Кондратьев прямо заявляет, что «вся работа “Путешествие нигилиста” построена на своеобразной мнемотехнике», подражающей Русселю [22]; потому нам необходимо кратко описать основные положения искусства памяти. Ars memorativa предполагает, что для запоминания фактов (слов или вещей) мы должны связывать их с какими-нибудь яркими образами (images), размещаемыми затем в тех или иных хорошо знакомых нам местах (loci). Системой таких мест могут быть и двенадцать знаков зодиака, как у Метродора из Скепсиса [23], и семь ярусов Театра, как у Джулио Камилло [24], и «улица Горького в Москве, начиная с площади Маяковского», как у Соломона Шерешевского [25]. Как суммирует Фрэнсис Йейтс: «Общие принципы мнемоники усвоить нетрудно. Первым шагом было запечатление в памяти ряда мест (loci). Наиболее распространенным, хотя и не единственным, применявшимся в системах мнемонических мест, был архитектурный тип. <…> Образы, которые будут помогать нам вспоминать речь, — в качестве примера таких образов, говорит Квинтилиан, можно привести якорь или меч — располагаются затем в воображении по местам здания, которые были запечатлены в памяти. Теперь, как только потребуется оживить память о фактах, следует посетить по очереди все эти места и востребовать у их хранителей то, что было в них помещено» [26]. На протяжении долгой истории ars memorativa эти посылки породили множество самых необыкновенных следствий; однако для нас особенно важно то, что именно из точки, в которой любовь Кондратьева к сюрреализму переходит в решение вопросов мнемотехники, разнородные интересы автора вдруг обнаруживают единый корень, творческий путь видится абсолютно логичным и связным, а итоговые выводы оказываются максимально смелыми.

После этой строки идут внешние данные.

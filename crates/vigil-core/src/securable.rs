//! Contract for securable components and the one-shot token vault.
//!
//! Every securable target accepts authorization tokens ahead of the
//! instructions they authorize, and redeems each token exactly once when
//! the paired instruction arrives. The vault centralizes the bookkeeping
//! so targets only decide *when* to verify, never *how*.

use crate::access::{ComponentKind, InstructionSetKind};
use crate::error::{Result, SecurityError};
use crate::identifiers::TokenId;
use crate::tokens::AuthorizationToken;
use parking_lot::Mutex;
use std::collections::HashMap;

/// A backend component that accepts token-gated instructions.
pub trait Securable: Send + Sync {
    /// The component kind, used for registration and routing.
    fn component_kind(&self) -> ComponentKind;

    /// Delivers a one-shot authorization token ahead of its instruction.
    ///
    /// Called by the security manager before the requester's future
    /// resolves; the insert must be complete before the token is visible
    /// to any instruction handler.
    fn post_authorization_token(&self, token: AuthorizationToken) -> Result<()>;
}

/// Mutex-guarded map of expected one-shot tokens, keyed by token id.
///
/// The vault's mutex is a leaf lock: it is never held across calls into
/// other components.
#[derive(Debug)]
pub struct TokenVault {
    set: InstructionSetKind,
    tokens: Mutex<HashMap<TokenId, AuthorizationToken>>,
}

impl TokenVault {
    /// Creates a vault accepting tokens bound to `set`.
    pub fn new(set: InstructionSetKind) -> Self {
        Self {
            set,
            tokens: Mutex::new(HashMap::new()),
        }
    }

    /// Stores a freshly issued token.
    ///
    /// A token for the wrong set or a duplicate id is a wiring bug, not a
    /// client error.
    pub fn post(&self, token: AuthorizationToken) -> Result<()> {
        if token.authorized_set() != self.set {
            return Err(SecurityError::LogicError(format!(
                "token {} is bound to set [{}], vault expects [{}]",
                token.id(),
                token.authorized_set(),
                self.set
            )));
        }

        let mut tokens = self.tokens.lock();
        if tokens.contains_key(&token.id()) {
            return Err(SecurityError::LogicError(format!(
                "a token with id {} is already present",
                token.id()
            )));
        }

        tracing::debug!(token = %token.id(), set = %self.set, "authorization token stored");
        tokens.insert(token.id(), token);
        Ok(())
    }

    /// Redeems the instruction-carried token against the stored one.
    ///
    /// On success the stored token is removed; a second redemption of the
    /// same capability fails. The token is consumed by value either way,
    /// so it cannot be replayed by the caller.
    pub fn redeem(&self, token: AuthorizationToken) -> Result<()> {
        let mut tokens = self.tokens.lock();
        let Some(expected) = tokens.get(&token.id()) else {
            return Err(SecurityError::InvalidAuthorizationToken(format!(
                "token {} was not found",
                token.id()
            )));
        };

        if !expected.matches(&token) || token.authorized_set() != self.set {
            return Err(SecurityError::InvalidAuthorizationToken(format!(
                "token {} does not match the one expected by the target",
                token.id()
            )));
        }

        tokens.remove(&token.id());
        tracing::debug!(token = %token.id(), set = %self.set, "authorization token redeemed");
        Ok(())
    }

    /// Number of tokens currently awaiting redemption.
    pub fn pending(&self) -> usize {
        self.tokens.lock().len()
    }
}

#[cfg(test)]
mod tests {
    use super::*;
    use crate::identifiers::UserId;
    use assert_matches::assert_matches;

    fn make_token(id: u64, set: InstructionSetKind) -> AuthorizationToken {
        AuthorizationToken::new(TokenId::new(id), vec![7, 7, 7], set, UserId::new(1), None)
    }

    #[test]
    fn redeem_consumes_exactly_once() {
        let vault = TokenVault::new(InstructionSetKind::SessionManager);
        let token = make_token(1, InstructionSetKind::SessionManager);
        vault.post(token.clone()).unwrap();

        vault.redeem(token.clone()).unwrap();
        assert_matches!(
            vault.redeem(token),
            Err(SecurityError::InvalidAuthorizationToken(_))
        );
        assert_eq!(vault.pending(), 0);
    }

    #[test]
    fn mismatched_signature_is_rejected_and_kept() {
        let vault = TokenVault::new(InstructionSetKind::SessionManager);
        vault
            .post(make_token(1, InstructionSetKind::SessionManager))
            .unwrap();

        let forged = AuthorizationToken::new(
            TokenId::new(1),
            vec![0, 0, 0],
            InstructionSetKind::SessionManager,
            UserId::new(1),
            None,
        );
        assert_matches!(
            vault.redeem(forged),
            Err(SecurityError::InvalidAuthorizationToken(_))
        );
        assert_eq!(vault.pending(), 1);
    }

    #[test]
    fn wrong_set_and_duplicates_are_logic_errors() {
        let vault = TokenVault::new(InstructionSetKind::SessionManager);
        assert_matches!(
            vault.post(make_token(1, InstructionSetKind::UserManager)),
            Err(SecurityError::LogicError(_))
        );

        vault
            .post(make_token(2, InstructionSetKind::SessionManager))
            .unwrap();
        assert_matches!(
            vault.post(make_token(2, InstructionSetKind::SessionManager)),
            Err(SecurityError::LogicError(_))
        );
    }
}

В избранной перспективе практически вся деятельность Кондратьева с конца восьмидесятых годов может быть понята как своего рода подготовка к успешному овладению искусством памяти (о существовании которого автор узнает лишь через десять лет, в 1997-м). Здесь и постоянные прогулки Кондратьева по Петербургу (напоминающие подбор — в строгом соответствии с Цицероном и Квинтилианом — подходящих «мест памяти», loci), и острый интерес к визуальному (в котором мы разглядим поиск ярких образов, images, помещаемых потом в loci), и «очень серьезное» отношение к мистицизму («магико-мистической стороне памяти» [27] посвящено множество страниц в исследовании Йейтс), и выраженное пристрастие к игральным картам («я убежден, что происхождение самой карточной игры и гадания связано с искусством памяти», — пишет Кондратьев [28]), и сооружение «поэтических машин» (в очерке о которых Кондратьевым недаром упомянут еще один мастер памяти — Раймунд Луллий [29]), и внимание к измененным состояниям сознания (ибо искусная память влияет на личность сильнее, чем опиум или эфир; «Верно ли, что он [мнемонист] так же, как другие, ходил в школу, имел товарищей, начинал профессиональную жизнь, что его мир был таким же, как мир других людей, и его биография складывалась так же, как биография всех его соседей? Такое предположение кажется нам с самого начала маловероятным», — пишет Александр Лурия [30]), и возможность воображать истинно сюрреальные встречи новых зонтиков и швейных машинок (так работа images в мозгу Шерешевского приводит к тому, что в «Старосветских помещиках» появляются вдруг герои «Мертвых душ» [31]). И даже поэтическая техника Кондратьева, писавшего верлибром, легко трактуется в свете искусства памяти, ибо сам отказ от рифмы означает отказ от устоявшейся русской традиции запоминания текста (как это показал Михаил Гронас [32]) — очевидно, в пользу традиции античной и ренессансной, столь подробно реконструированной Йейтс.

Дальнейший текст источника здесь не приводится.